Cody Parkey (born February 19, 1992) is an American football placekicker who is a free agent. He played college football at Auburn and was signed by the Indianapolis Colts as an undrafted free agent in 2014. He has also been a member of the Philadelphia Eagles, Miami Dolphins, Chicago Bears, Tennessee Titans, and Cleveland Browns. He is known for having a potential game-winning kick deflected during a Chicago Bears playoff game, the Double Doink against his former team, the Eagles.

College career
Parkey played college football for the Auburn Tigers from 2010 to 2013. As a freshman in 2010, he only appeared in two games but made both extra points he attempted. As a sophomore in 2011, he converted 41 of 42 extra point attempts and 13 of 18 field goal attempts. As a junior in 2012, he converted all 27 extra point attempts and 11 of 14 field goal attempts. As a senior in 2013, he converted 66 of 67 extra point attempts and 15 of 21 field goal attempts.

Professional career

Indianapolis Colts
After going undrafted in the 2014 NFL Draft, Parkey signed with the Indianapolis Colts. He was traded by the Colts to the Philadelphia Eagles for running back David Fluellen on August 20, 2014.

Philadelphia Eagles

After a stellar preseason, Parkey beat out Alex Henery to be the Philadelphia Eagles' kicker for the 2014 season.

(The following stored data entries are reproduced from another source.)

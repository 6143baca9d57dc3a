use thiserror::Error;
use wasm_bindgen::{JsCast, JsValue};

#[derive(Debug, Error)]
pub enum LandingError {
    #[error("element not found: {0}")]
    MissingElement(&'static str),
    #[error("no {0} context available")]
    NoContext(&'static str),
    #[error("invalid config value for {key}: {value:?}")]
    InvalidConfig { key: String, value: String },
    #[error("js error: {0}")]
    Js(String),
}

impl From<JsValue> for LandingError {
    fn from(value: JsValue) -> Self {
        let message = value
            .as_string()
            .or_else(|| {
                value
                    .dyn_ref::<js_sys::Error>()
                    .map(|e| String::from(e.message()))
            })
            .unwrap_or_else(|| format!("{:?}", value));
        LandingError::Js(message)
    }
}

In 2014, Parkey set a new NFL rookie scoring record.  His 150 points broke Kevin Butler's 29-year-old record of 144 points set in 1985 with the Chicago Bears. Parkey tied with Stephen Gostkowski for the highest average of points scored per game in the 2014 NFL season. Parkey was named a first-alternative for the 2015 Pro Bowl. On January 18, 2015, Parkey replaced Gostkowski in the Pro Bowl due to the Patriots' involvement in Super Bowl XLIX.

On September 28, 2015, Parkey was placed on injured reserve with a groin injury.

On September 3, 2016, he was waived by the Eagles.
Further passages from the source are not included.